[Stored data entries]
—————
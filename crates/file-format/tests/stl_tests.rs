use file_format::*;
use mesh_extract::TriangleBuffer;
use part_catalog::{SelectionState, Variant};
use part_engine::{run_pipeline_on, Bushing, JawCouplingHalf, PipelineConfig};
use proptest::prelude::*;
use shape_kernel::ReferenceKernel;

fn part_mesh() -> TriangleBuffer {
    run_pipeline_on::<ReferenceKernel>(
        &JawCouplingHalf::default(),
        &SelectionState::configured(0, Variant::First),
        &PipelineConfig::coarse(),
    )
    .unwrap()
    .mesh
}

#[test]
fn part_mesh_survives_ascii() {
    let mesh = part_mesh();
    let text = export_ascii_stl(&mesh, "jaw");
    assert_eq!(text.matches("endfacet").count(), mesh.triangle_count());
    let doc = import_ascii_stl(&text).unwrap();
    assert_eq!(doc.name, "jaw");
    assert_eq!(doc.mesh, mesh);
}

#[test]
fn part_mesh_survives_binary() {
    let mesh = part_mesh();
    let doc = import_binary_stl(&export_binary_stl(&mesh, "jaw").unwrap()).unwrap();
    assert_eq!(doc.mesh, mesh);
}

#[test]
fn files_round_trip_in_both_formats() {
    let mesh = run_pipeline_on::<ReferenceKernel>(
        &Bushing::default(),
        &SelectionState::configured(2, Variant::Second),
        &PipelineConfig::coarse(),
    )
    .unwrap()
    .mesh;
    let dir = std::env::temp_dir();
    for (format, file) in [(StlFormat::Ascii, "bushing-ascii.stl"), (StlFormat::Binary, "bushing-binary.stl")] {
        let path = dir.join(format!("{}-{file}", std::process::id()));
        save_stl(&path, &mesh, "bushing", format).unwrap();
        let doc = load_stl(&path).unwrap();
        let _ = std::fs::remove_file(&path);
        assert_eq!(doc.name, "bushing", "{format:?}");
        assert_eq!(doc.mesh, mesh, "{format:?}");
    }
}

#[test]
fn missing_file_is_an_io_error() {
    let path = std::env::temp_dir().join("no-such-dir-for-stl").join("x.stl");
    assert!(matches!(load_stl(&path), Err(StlError::Io { .. })));
}

#[test]
fn empty_solid() {
    let text = export_ascii_stl(&TriangleBuffer::new(), "empty");
    assert_eq!(text, "solid empty\nendsolid empty\n");
    assert!(import_ascii_stl(&text).unwrap().mesh.is_empty());
}

#[test]
fn stray_keyword_is_reported_with_its_line() {
    let text = "solid a\n  facet normal 0 0 1\n    outer loop\n      vertex 0 0 0\n      vertx 1 0 0\n";
    assert_eq!(
        import_ascii_stl(text),
        Err(StlError::UnexpectedToken {
            line: 5,
            token: "vertx".into()
        })
    );
}

fn corner() -> impl Strategy<Value = [f32; 3]> {
    prop::array::uniform3(-1.0e6f32..1.0e6)
}

proptest! {
    #[test]
    fn ascii_text_is_exact(
        facets in prop::collection::vec((corner(), corner(), corner(), corner()), 1..20)
    ) {
        let mut mesh = TriangleBuffer::new();
        for (a, b, c, n) in facets {
            mesh.push_flat([a, b, c], n);
        }
        let doc = import_ascii_stl(&export_ascii_stl(&mesh, "p")).unwrap();
        prop_assert_eq!(doc.mesh, mesh);
    }
}
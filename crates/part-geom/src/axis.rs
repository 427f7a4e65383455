use serde::{Deserialize, Serialize};

use crate::point::Point3d;
use crate::vector::Vec3;

/// One of the three principal axes of the model coordinate system.
#[derive(Debug, Clone, Copy, PartialEq, Eq, Hash, Serialize, Deserialize)]
pub enum Axis {
    X,
    Y,
    Z,
}

impl Axis {
    pub fn unit(self) -> Vec3 {
        match self {
            Axis::X => Vec3::X,
            Axis::Y => Vec3::Y,
            Axis::Z => Vec3::Z,
        }
    }

    /// Coordinate of `p` along this axis.
    pub fn coordinate(self, p: &Point3d) -> f64 {
        match self {
            Axis::X => p.x,
            Axis::Y => p.y,
            Axis::Z => p.z,
        }
    }

    /// The two coordinates of `p` orthogonal to this axis, in cyclic order.
    pub fn transverse(self, p: &Point3d) -> (f64, f64) {
        match self {
            Axis::X => (p.y, p.z),
            Axis::Y => (p.z, p.x),
            Axis::Z => (p.x, p.y),
        }
    }

    /// Distance from `p` to the axis line through the origin.
    pub fn radial_distance(self, p: &Point3d) -> f64 {
        let (a, b) = self.transverse(p);
        a.hypot(b)
    }
}
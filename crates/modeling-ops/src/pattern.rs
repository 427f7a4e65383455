//! Radial replication of feature solids about an axis.

use std::f64::consts::TAU;

use part_geom::{Point3d, Transform, Vec3};
use shape_kernel::SolidHandle;
use tracing::{info, instrument};

use crate::kernel_ext::KernelBundle;
use crate::types::OpError;

/// Rotations for `count` instances at equal steps of `2π / count`.
/// Instance 0 is the identity.
pub fn pattern_transforms(axis_origin: Point3d, axis_direction: Vec3, count: usize) -> Vec<Transform> {
    (0..count)
        .map(|i| {
            Transform::rotation_about(axis_origin, axis_direction, TAU * i as f64 / count as f64)
        })
        .collect()
}

/// Union `count` rotated instances of every feature onto `target`.
///
/// Each feature is built once by the caller. Copies 1..count are duplicated
/// from it and rotated; the original itself is instance 0. This issues
/// exactly `features.len() * count` unions.
#[instrument(skip(kb, target, features), fields(features = features.len()))]
pub fn execute_radial_pattern(
    kb: &mut dyn KernelBundle,
    target: SolidHandle,
    features: Vec<SolidHandle>,
    axis_origin: Point3d,
    axis_direction: Vec3,
    count: usize,
) -> Result<SolidHandle, OpError> {
    if count == 0 {
        return Err(OpError::InvalidParameter {
            reason: "pattern count must be at least 1".to_string(),
        });
    }
    if axis_direction.normalized().is_none() {
        return Err(OpError::InvalidParameter {
            reason: "pattern axis has zero length".to_string(),
        });
    }
    let rotations = pattern_transforms(axis_origin, axis_direction, count);
    let mut current = target;
    for feature in features {
        for rotation in &rotations[1..] {
            let copy = kb.duplicate(&feature)?;
            let copy = kb.transformed(copy, rotation)?;
            current = kb.boolean_union(current, copy)?;
        }
        current = kb.boolean_union(current, feature)?;
    }
    info!(count, faces = kb.list_faces(&current).len(), "radial pattern applied");
    Ok(current)
}
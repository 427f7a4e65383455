use shape_kernel::{Kernel, KernelIntrospect};

/// Combined trait for operations that need both mutable Kernel access
/// and read-only KernelIntrospect access on the same object.
///
/// This avoids the borrow-checker issue of needing &mut and & on the same value.
pub trait KernelBundle: Kernel + KernelIntrospect {
    fn as_introspect(&self) -> &dyn KernelIntrospect;
}

impl<T: Kernel + KernelIntrospect> KernelBundle for T {
    fn as_introspect(&self) -> &dyn KernelIntrospect {
        self
    }
}
//! PartScenario: fluent runner for scripting a selection through the pipeline.
//!
//! Runs on a [`RecordingKernel`] over the reference backend, so a scenario
//! can assert on the kernel calls a recipe made as well as on its mesh.

use std::sync::Arc;

use part_catalog::{SelectionState, Variant};
use part_engine::{run_pipeline_with, PartFamily, PipelineConfig, PipelineError, PipelineOutput};
use part_geom::BoundingBox;
use shape_kernel::{KernelCall, RecordingKernel, ReferenceKernel};
use tracing::debug;

use crate::helpers::HarnessError;
use crate::oracle::{self, OracleVerdict};
use crate::report::PartReport;

/// A family plus the selection and configuration to run it with.
#[derive(Debug, Clone)]
pub struct PartScenario {
    family: Arc<dyn PartFamily>,
    selection: SelectionState,
    config: PipelineConfig,
    oracles: bool,
}

impl PartScenario {
    pub fn new(family: Arc<dyn PartFamily>) -> Self {
        Self {
            family,
            selection: SelectionState::unconfigured(),
            config: PipelineConfig::coarse(),
            oracles: true,
        }
    }

    pub fn row(mut self, row: usize) -> Self {
        self.selection.row = Some(row);
        self
    }

    pub fn variant(mut self, variant: Variant) -> Self {
        self.selection.variant = variant;
        self
    }

    pub fn selection(mut self, selection: SelectionState) -> Self {
        self.selection = selection;
        self
    }

    pub fn config(mut self, config: PipelineConfig) -> Self {
        self.config = config;
        self
    }

    /// Skip the standard mesh oracles.
    pub fn without_oracles(mut self) -> Self {
        self.oracles = false;
        self
    }

    /// Run the pipeline. Pipeline failures are captured in the outcome, not
    /// returned, so failing selections can be asserted on too.
    pub fn run(&self) -> ScenarioOutcome {
        let mut kernel = RecordingKernel::new(ReferenceKernel::new());
        let result = run_pipeline_with(&mut kernel, self.family.as_ref(), &self.selection, &self.config);
        let verdicts = match (&result, self.oracles) {
            (Ok(output), true) => oracle::run_mesh_oracles(&output.mesh),
            _ => Vec::new(),
        };
        debug!(
            family = self.family.name(),
            ok = result.is_ok(),
            calls = kernel.calls().len(),
            "scenario finished"
        );
        ScenarioOutcome {
            family: self.family.name().to_string(),
            selection: self.selection,
            result,
            kernel_calls: kernel.calls().to_vec(),
            verdicts,
        }
    }
}

/// What one scenario run produced.
#[derive(Debug, Clone)]
pub struct ScenarioOutcome {
    pub family: String,
    pub selection: SelectionState,
    pub result: Result<PipelineOutput, PipelineError>,
    pub kernel_calls: Vec<KernelCall>,
    pub verdicts: Vec<OracleVerdict>,
}

impl ScenarioOutcome {
    fn context(&self) -> String {
        format!(
            "{} row {:?} variant {}",
            self.family,
            self.selection.row,
            self.selection.variant.number()
        )
    }

    pub fn output(&self) -> Result<&PipelineOutput, HarnessError> {
        self.result.as_ref().map_err(|e| HarnessError::AssertionFailed {
            detail: format!("[{}] pipeline failed: {e}", self.context()),
        })
    }

    pub fn count_calls(&self, pred: impl Fn(&KernelCall) -> bool) -> usize {
        self.kernel_calls.iter().filter(|c| pred(c)).count()
    }

    pub fn union_count(&self) -> usize {
        self.count_calls(|c| matches!(c, KernelCall::Union))
    }

    /// Run an extra oracle against the mesh and keep its verdict.
    pub fn check(&mut self, verdict: impl FnOnce(&PipelineOutput) -> OracleVerdict) -> &mut Self {
        if let Ok(output) = &self.result {
            self.verdicts.push(verdict(output));
        }
        self
    }

    pub fn check_bounding_box(&mut self, expected: BoundingBox, tol: f64) -> &mut Self {
        self.check(|o| oracle::check_bounding_box(&o.mesh, &expected, tol))
    }

    /// Fail on a pipeline error or the first failed verdict.
    pub fn assert_ok(&self) -> Result<&PipelineOutput, HarnessError> {
        let output = self.output()?;
        if let Some(v) = self.verdicts.iter().find(|v| !v.passed) {
            return Err(HarnessError::OracleFailure {
                oracle: v.oracle_name.clone(),
                detail: format!("[{}] {}", self.context(), v.detail),
            });
        }
        Ok(output)
    }

    /// Fail unless the pipeline failed with an error matching `pred`.
    pub fn assert_failed(&self, pred: impl Fn(&PipelineError) -> bool) -> Result<(), HarnessError> {
        match &self.result {
            Err(e) if pred(e) => Ok(()),
            Err(e) => Err(HarnessError::AssertionFailed {
                detail: format!("[{}] failed with unexpected error: {e}", self.context()),
            }),
            Ok(_) => Err(HarnessError::AssertionFailed {
                detail: format!("[{}] expected a failure, pipeline succeeded", self.context()),
            }),
        }
    }

    pub fn report(&self) -> PartReport {
        PartReport::from_outcome(self)
    }
}
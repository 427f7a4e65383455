//! KernelIntrospect for TruckKernel.
//!
//! truck edges after booleans are NURBS approximations, so edge geometry
//! is recovered by sampling the curve and fitting a line or a circle.

use std::f64::consts::TAU;

use part_geom::{Point3d, Vec3};
use truck_modeling::topology::Edge;

use super::{tessellation, Body, TruckKernel, EDGE_BASE, ENTITY_STRIDE};
use crate::region::CONNECT_TOLERANCE;
use crate::traits::KernelIntrospect;
use crate::types::*;

/// Samples taken along an edge for classification.
pub(super) const EDGE_SAMPLES: usize = 33;

/// Fit tolerance, relative to the extent of the sampled points.
const FIT_TOLERANCE: f64 = 1e-3;

fn face_id(key: u64, index: usize) -> FaceId {
    FaceId(key * ENTITY_STRIDE + index as u64)
}

fn edge_id(key: u64, index: usize) -> EdgeId {
    EdgeId(key * ENTITY_STRIDE + EDGE_BASE + index as u64)
}

impl TruckKernel {
    fn decode(&self, id: u64) -> Option<(&Body, u64, u64)> {
        let key = id / ENTITY_STRIDE;
        self.body(key).map(|body| (body, key, id % ENTITY_STRIDE))
    }
}

impl Body {
    /// The truck edge behind an [`EdgeId`], given the key this body is stored under.
    pub(super) fn edge(&self, key: u64, id: EdgeId) -> Option<Edge> {
        let local = id.0.checked_sub(key * ENTITY_STRIDE + EDGE_BASE)?;
        if local >= EDGE_BASE {
            return None;
        }
        self.edges().into_iter().nth(local as usize)
    }
}

impl KernelIntrospect for TruckKernel {
    fn list_edges(&self, solid: &SolidHandle) -> Vec<EdgeId> {
        let key = solid.key();
        self.body(key)
            .map(|b| (0..b.edges().len()).map(|i| edge_id(key, i)).collect())
            .unwrap_or_default()
    }

    fn list_faces(&self, solid: &SolidHandle) -> Vec<FaceId> {
        let key = solid.key();
        self.body(key)
            .map(|b| (0..b.faces().count()).map(|i| face_id(key, i)).collect())
            .unwrap_or_default()
    }

    fn edge_curve(&self, edge: EdgeId) -> Option<EdgeCurve> {
        let (body, key, _) = self.decode(edge.0)?;
        let edge = body.edge(key, edge)?;
        Some(classify_points(&tessellation::sample_edge(&edge, EDGE_SAMPLES)))
    }

    fn face_triangulation(&self, face: FaceId) -> Option<FaceTriangulation> {
        let (body, _, local) = self.decode(face.0)?;
        if local >= EDGE_BASE {
            return None;
        }
        body.meshes.get(local as usize)?.clone()
    }
}

/// Center, unit normal and radius of the circle through three points.
fn circumcircle(a: Point3d, b: Point3d, c: Point3d) -> Option<(Point3d, Vec3, f64)> {
    let u = b - a;
    let v = c - a;
    let w = u.cross(&v);
    let w2 = w.dot(&w);
    if w2 <= f64::EPSILON * u.dot(&u) * v.dot(&v) {
        return None;
    }
    let offset = (v.cross(&w) * u.dot(&u) + w.cross(&u) * v.dot(&v)) / (2.0 * w2);
    Some((a + offset, w.normalized()?, offset.length()))
}

fn signed_angle(from: Vec3, to: Vec3, axis: &Vec3) -> f64 {
    from.cross(&to).dot(axis).atan2(from.dot(&to))
}

/// Classify an ordered run of curve samples as a line, a circle or arc,
/// or neither. Arcs report a positive sweep about their axis.
pub(crate) fn classify_points(points: &[Point3d]) -> EdgeCurve {
    let (Some(&first), Some(&last)) = (points.first(), points.last()) else {
        return EdgeCurve::Other;
    };
    let extent = points
        .iter()
        .map(|p| p.distance_to(&first))
        .fold(0.0f64, f64::max);
    if extent <= CONNECT_TOLERANCE {
        return EdgeCurve::Other;
    }
    let tol = FIT_TOLERANCE * extent;
    let closed = first.distance_to(&last) <= tol;

    if !closed {
        if let Some(dir) = (last - first).normalized() {
            if points
                .iter()
                .all(|p| (*p - first).reject_from(&dir).length() <= tol)
            {
                return EdgeCurve::Line { start: first, end: last };
            }
        }
    }

    let n = points.len();
    if n < 3 {
        return EdgeCurve::Other;
    }
    let (a, b, c) = if closed {
        (points[0], points[n / 3], points[2 * n / 3])
    } else {
        (first, points[n / 2], last)
    };
    let Some((center, axis, radius)) = circumcircle(a, b, c) else {
        return EdgeCurve::Other;
    };
    let on_circle = points.iter().all(|p| {
        let d = *p - center;
        d.dot(&axis).abs() <= tol && (d.length() - radius).abs() <= tol
    });
    if !on_circle {
        return EdgeCurve::Other;
    }
    let sweep = if closed {
        TAU
    } else {
        points
            .windows(2)
            .map(|w| signed_angle(w[0] - center, w[1] - center, &axis))
            .sum()
    };
    EdgeCurve::Circle {
        center,
        axis,
        radius,
        start: first,
        sweep,
    }
}

#[cfg(test)]
mod tests {
    use super::*;
    use approx::assert_relative_eq;

    fn arc_points(center: Point3d, radius: f64, from: f64, to: f64, n: usize) -> Vec<Point3d> {
        (0..=n)
            .map(|i| {
                let a = from + (to - from) * i as f64 / n as f64;
                center + Vec3::new(radius * a.cos(), radius * a.sin(), 0.0)
            })
            .collect()
    }

    #[test]
    fn test_collinear_points_are_a_line() {
        let points: Vec<Point3d> = (0..5)
            .map(|i| Point3d::new(i as f64, 2.0 * i as f64, 1.0))
            .collect();
        assert_eq!(
            classify_points(&points),
            EdgeCurve::Line {
                start: points[0],
                end: points[4]
            }
        );
    }

    #[test]
    fn test_full_circle() {
        let center = Point3d::new(1.0, -2.0, 3.0);
        let points = arc_points(center, 4.0, 0.0, TAU, 32);
        match classify_points(&points) {
            EdgeCurve::Circle { center: c, axis, radius, sweep, .. } => {
                assert!(c.distance_to(&center) < 1e-9);
                assert_relative_eq!(radius, 4.0, epsilon = 1e-9);
                assert_relative_eq!(axis.z, 1.0, epsilon = 1e-9);
                assert_relative_eq!(sweep, TAU);
            }
            other => panic!("expected a circle, got {other:?}"),
        }
    }

    #[test]
    fn test_clockwise_arc_reports_positive_sweep_about_flipped_axis() {
        let points = arc_points(Point3d::ORIGIN, 2.0, 0.0, -1.5, 20);
        match classify_points(&points) {
            EdgeCurve::Circle { axis, sweep, start, .. } => {
                assert_relative_eq!(axis.z, -1.0, epsilon = 1e-9);
                assert_relative_eq!(sweep, 1.5, epsilon = 1e-9);
                assert_eq!(start, points[0]);
            }
            other => panic!("expected an arc, got {other:?}"),
        }
    }

    #[test]
    fn test_parabola_is_other() {
        let points: Vec<Point3d> = (0..=20)
            .map(|i| {
                let x = i as f64 / 10.0 - 1.0;
                Point3d::new(x, x * x, 0.0)
            })
            .collect();
        assert_eq!(classify_points(&points), EdgeCurve::Other);
    }

    #[test]
    fn test_coincident_points_are_other() {
        let p = Point3d::new(1.0, 1.0, 1.0);
        assert_eq!(classify_points(&[p, p, p]), EdgeCurve::Other);
    }
}
use std::f64::consts::TAU;

use approx::assert_abs_diff_eq;
use part_geom::{Point3d, Transform, Vec3};
use proptest::prelude::*;

fn coord() -> impl Strategy<Value = f64> {
    -500.0..500.0f64
}

fn point() -> impl Strategy<Value = Point3d> {
    (coord(), coord(), coord()).prop_map(|(x, y, z)| Point3d::new(x, y, z))
}

proptest! {
    #[test]
    fn rotation_preserves_distances(a in point(), b in point(), angle in -TAU..TAU) {
        let t = Transform::rotation(Vec3::new(1.0, 0.3, -0.2), angle);
        let before = a.distance_to(&b);
        let after = t.transform_point(&a).distance_to(&t.transform_point(&b));
        prop_assert!((before - after).abs() < 1e-9);
    }

    #[test]
    fn n_equal_steps_close_the_circle(p in point(), n in 1usize..12) {
        let step = Transform::rotation(Vec3::X, TAU / n as f64);
        let mut q = p;
        for _ in 0..n {
            q = step.transform_point(&q);
        }
        prop_assert!(p.distance_to(&q) < 1e-8);
    }

    #[test]
    fn rotation_about_axis_keeps_axial_coordinate(p in point(), angle in -TAU..TAU) {
        let t = Transform::rotation_about(Point3d::new(3.0, 0.0, 0.0), Vec3::X, angle);
        let q = t.transform_point(&p);
        prop_assert!((p.x - q.x).abs() < 1e-9);
    }
}

#[test]
fn rotation_composes_additively() {
    let a = Transform::rotation(Vec3::Z, 0.4);
    let b = Transform::rotation(Vec3::Z, 0.7);
    let combined = a.then(&b).transform_point(&Point3d::new(1.0, 0.0, 0.0));
    let direct = Transform::rotation(Vec3::Z, 1.1).transform_point(&Point3d::new(1.0, 0.0, 0.0));
    assert_abs_diff_eq!(combined.x, direct.x, epsilon = 1e-12);
    assert_abs_diff_eq!(combined.y, direct.y, epsilon = 1e-12);
}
—————
**Exercise brief**
Every line above that holds the word "crates" is to be found and copied.

**Solution**
filename crates/file-format/tests/stl_tests.rs
filename crates/part-geom/src/axis.rs
filename crates/modeling-ops/src/pattern.rs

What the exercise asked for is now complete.